The Pancreatic Cancer Action Network (often called PanCAN) maintains a directory of in-person pancreatic cancer-related support groups in the United States. Most in-person pancreatic cancer support groups are led by a professional counselor, social worker, or nurse. You can learn from others and help each other by participating in local support and networking groups.

Connecting with other pancreatic cancer patients and caregivers in person might be a wonderful source of encouragement and support for people going through the disease. 

PanCAN Patient Services is the place to contact when facing pancreatic cancer. Their highly trained Case Managers provide free, personal one-to-one support and information and help you find resources for any questions related to pancreatic cancer. You can contact them anytime by calling (877) 272-6226, emailing patientservices@pancan.org, or filling out this form.

pancreatic cancer support group

Best Online Pancreatic Cancer Support Groups

People who live far from an in-person pancreatic cancer organization may prefer online pancreatic cancer support groups, message boards, and phone support groups.

According to the CancerCare website, the purpose of the group is to:

  • Reduce feelings of loneliness, anxiety, and distress.
  • Help you learn new coping methods and communicate better with your medical team and loved ones.
  • Increase feelings of hope and empowerment.
  • Provide you with practical information about treatment and resources.

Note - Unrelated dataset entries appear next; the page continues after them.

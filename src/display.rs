//! Terminal rendering of the ring road
//!
//! Linear and circular views of each snapshot, printed to stdout.

use std::f64::consts::TAU;
use std::ops::RangeInclusive;
use std::time::Duration;

use crate::simulation::{density_profile, SimulationState, SnapshotSink};

const EMPTY_CELL: char = '.';
const EMPTY_RING_CELL: char = '·';
const DENSITY_SHADES: [char; 5] = [' ', '░', '▒', '▓', '█'];
/// Highest value `density_profile` can produce (every kernel cell occupied)
const MAX_DENSITY: f64 = 2.5;
/// Cells shown beyond the first and last vehicle in the scrolling strip
const SCROLL_MARGIN: usize = 2;

/// Which views to print for every snapshot
#[derive(Debug, Clone, Copy, PartialEq, Eq)]
pub enum Layout {
    /// Road as a single line of cells plus its density strip
    Strip,
    /// Road drawn as a circle
    Ring,
    /// Circle followed by the strip views
    Combined,
    /// Strip views cropped to the stretch of road holding vehicles
    Scrolling,
}

fn vehicle_char(velocity: usize) -> char {
    if velocity < 10 {
        char::from_digit(velocity as u32, 10).unwrap_or('+')
    } else {
        '+'
    }
}

/// One character per cell: `.` when empty, the velocity digit otherwise
pub fn render_strip(state: &SimulationState) -> String {
    let mut cells = vec![EMPTY_CELL; state.params().length];
    for vehicle in state.vehicles() {
        cells[vehicle.position] = vehicle_char(vehicle.velocity);
    }
    cells.into_iter().collect()
}

/// Shaded density strip aligned with `render_strip`
pub fn render_density(state: &SimulationState) -> String {
    let top = DENSITY_SHADES.len() - 1;
    density_profile(state)
        .into_iter()
        .map(|density| {
            let level = (density / MAX_DENSITY * top as f64).round() as usize;
            DENSITY_SHADES[level.min(top)]
        })
        .collect()
}

/// Cells from the first vehicle to the last, widened by a small margin
///
/// The window does not wrap. An empty road shows every cell.
pub fn visible_cells(state: &SimulationState) -> RangeInclusive<usize> {
    let last_cell = state.params().length - 1;
    match (state.vehicles().first(), state.vehicles().last()) {
        (Some(first), Some(last)) => {
            first.position.saturating_sub(SCROLL_MARGIN)
                ..=(last.position + SCROLL_MARGIN).min(last_cell)
        }
        _ => 0..=last_cell,
    }
}

fn crop(line: &str, window: &RangeInclusive<usize>) -> String {
    line.chars()
        .skip(*window.start())
        .take(window.end() - window.start() + 1)
        .collect()
}

/// Radius that keeps neighbouring cells mostly apart on the ring view
pub fn ring_radius(length: usize) -> usize {
    (length / 7).clamp(4, 20)
}

/// Lay the cells out on a circle, cell 0 at the top, travelling clockwise
pub fn render_ring(state: &SimulationState, radius: usize) -> Vec<String> {
    let length = state.params().length;
    let height = 2 * radius + 1;
    // Terminal characters are about twice as tall as they are wide
    let width = 2 * height;
    let mut grid = vec![vec![' '; width]; height];

    let to_grid = |cell: usize| -> (usize, usize) {
        let angle = TAU * cell as f64 / length as f64;
        let r = radius as f64;
        let row = (r - angle.cos() * r).round() as usize;
        let col = ((r + angle.sin() * r) * 2.0).round() as usize;
        (row.min(height - 1), col.min(width - 1))
    };

    for cell in 0..length {
        let (row, col) = to_grid(cell);
        if grid[row][col] == ' ' {
            grid[row][col] = EMPTY_RING_CELL;
        }
    }

    for vehicle in state.vehicles() {
        let (row, col) = to_grid(vehicle.position);
        grid[row][col] = vehicle_char(vehicle.velocity);
    }

    grid.into_iter()
        .map(|row| row.into_iter().collect::<String>().trim_end().to_string())
        .collect()
}

/// Prints every snapshot it receives
pub struct TerminalSink {
    layout: Layout,
    /// Pause after each frame so the road can be watched
    delay: Duration,
}

impl TerminalSink {
    pub fn new(layout: Layout, delay: Duration) -> Self {
        Self { layout, delay }
    }

    /// Text printed for one snapshot
    pub fn frame(&self, state: &SimulationState) -> String {
        let mut lines = vec![format!("step {}", state.step())];

        if matches!(self.layout, Layout::Ring | Layout::Combined) {
            lines.extend(render_ring(state, ring_radius(state.params().length)));
        }
        if matches!(self.layout, Layout::Strip | Layout::Combined) {
            lines.push(render_strip(state));
            lines.push(render_density(state));
        }
        if self.layout == Layout::Scrolling {
            let window = visible_cells(state);
            lines.push(crop(&render_strip(state), &window));
            lines.push(crop(&render_density(state), &window));
        }

        lines.join("\n")
    }
}

impl SnapshotSink for TerminalSink {
    fn consume(&mut self, snapshot: &SimulationState) {
        println!("{}", self.frame(snapshot));
        if !self.delay.is_zero() {
            std::thread::sleep(self.delay);
        }
    }
}

#[cfg(test)]
mod tests {
    use super::*;
    use crate::simulation::Parameters;

    fn state(length: usize, pairs: &[(usize, usize)]) -> SimulationState {
        let params = Parameters::new(length, pairs.len(), 12, 0.0).unwrap();
        SimulationState::from_vehicles(params, pairs).unwrap()
    }

    #[test]
    fn test_strip() {
        let road = state(10, &[(0, 0), (3, 2), (9, 11)]);
        assert_eq!(render_strip(&road), "0..2.....+");
    }

    #[test]
    fn test_density_strip_length() {
        let road = state(12, &[(0, 0), (1, 0), (2, 0)]);
        let density = render_density(&road);
        assert_eq!(density.chars().count(), 12);
        assert_eq!(density.chars().nth(1), Some('▓'));
        assert_eq!(density.chars().nth(6), Some(' '));
    }

    #[test]
    fn test_ring_marks_vehicles() {
        let road = state(40, &[(0, 3), (20, 1)]);
        let rows = render_ring(&road, 5);
        assert_eq!(rows.len(), 11);
        // Cell 0 at the top centre, cell 20 at the bottom centre
        assert_eq!(rows[0].chars().nth(10), Some('3'));
        assert_eq!(rows[10].chars().nth(10), Some('1'));
    }

    #[test]
    fn test_frame_layouts() {
        let road = state(10, &[(0, 1)]);
        let strip = TerminalSink::new(Layout::Strip, Duration::ZERO).frame(&road);
        assert_eq!(strip.lines().count(), 3);
        assert!(strip.starts_with("step 0"));

        let combined = TerminalSink::new(Layout::Combined, Duration::ZERO).frame(&road);
        assert_eq!(combined.lines().count(), 1 + 9 + 2);
    }

    #[test]
    fn test_scrolling_window_follows_vehicles() {
        let road = state(30, &[(10, 1), (14, 2)]);
        assert_eq!(visible_cells(&road), 8..=16);

        let frame = TerminalSink::new(Layout::Scrolling, Duration::ZERO).frame(&road);
        let lines: Vec<&str> = frame.lines().collect();
        assert_eq!(lines.len(), 3);
        assert_eq!(lines[1], "..1...2..");
        assert_eq!(lines[2].chars().count(), 9);
    }

    #[test]
    fn test_scrolling_window_clamps_to_road() {
        assert_eq!(visible_cells(&state(10, &[(0, 0), (9, 0)])), 0..=9);
        assert_eq!(visible_cells(&state(10, &[(1, 0), (3, 0)])), 0..=5);
        assert_eq!(visible_cells(&state(10, &[])), 0..=9);
    }
}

One-on-One Pancreatic Cancer Support

A patient’s needs must be met and managed by a support system, including family, friends, healthcare providers, and patient advocates. One-on-one support is critical to enhancing the quality of life and overall well-being of pancreatic cancer patients.

Nothing compares to speaking with someone who has previously been in your shoes. Through the Pancreatic Cancer Action Network’s Survivor & Caregiver Network, you may connect with individuals who have gone through similar situations to get support and inspiration.

The Survivor & Caregiver Network is a group across the United States who can meet one-on-one with individuals with pancreatic cancer and their loved ones. All volunteers are pancreatic cancer survivors and caregivers who have given their contact information to be distributed through PanCAN Patient Services. You can contact them by phone or email. Talk to others who have had similar experiences, share information, ask questions, and gain support and inspiration.

Pancreatic Cancer Survivor Stories

Patients and families affected by pancreatic cancer might find inspiration and strength in stories from other survivors—the Pancreatic Cancer Action Network website posts stories from actual survivors impacted by the condition.

Many people find reading survivors’ accounts to be helpful. These stories provide valuable personal information, as well as optimism.

General Cancer Support Groups

Local hospitals and treatment facilities frequently provide pancreatic cancer support groups for individuals dealing with pancreatic cancer. If you live where there isn’t a support group specific to pancreatic cancer but still want to connect with people locally, consider joining a general cancer support group.

This blog post talks about various general resources – including the best blogs – for cancer patients that you might find helpful.

In Conclusion 

When you’re diagnosed with pancreatic cancer, it can feel like you’re the only one suffering. But you’re not alone – there are almost 60,000 new cases of pancreatic cancer diagnosed each year in the United States. And while this number may seem daunting, know that more than 325,000 people are living with and beyond a diagnosis.

No matter what type of pancreatic cancer support group you choose, it’s important to find one that feels comfortable for you. You may need to try a few different groups before finding the right fit. But don’t give up – the supportive care of a good support group is there for you.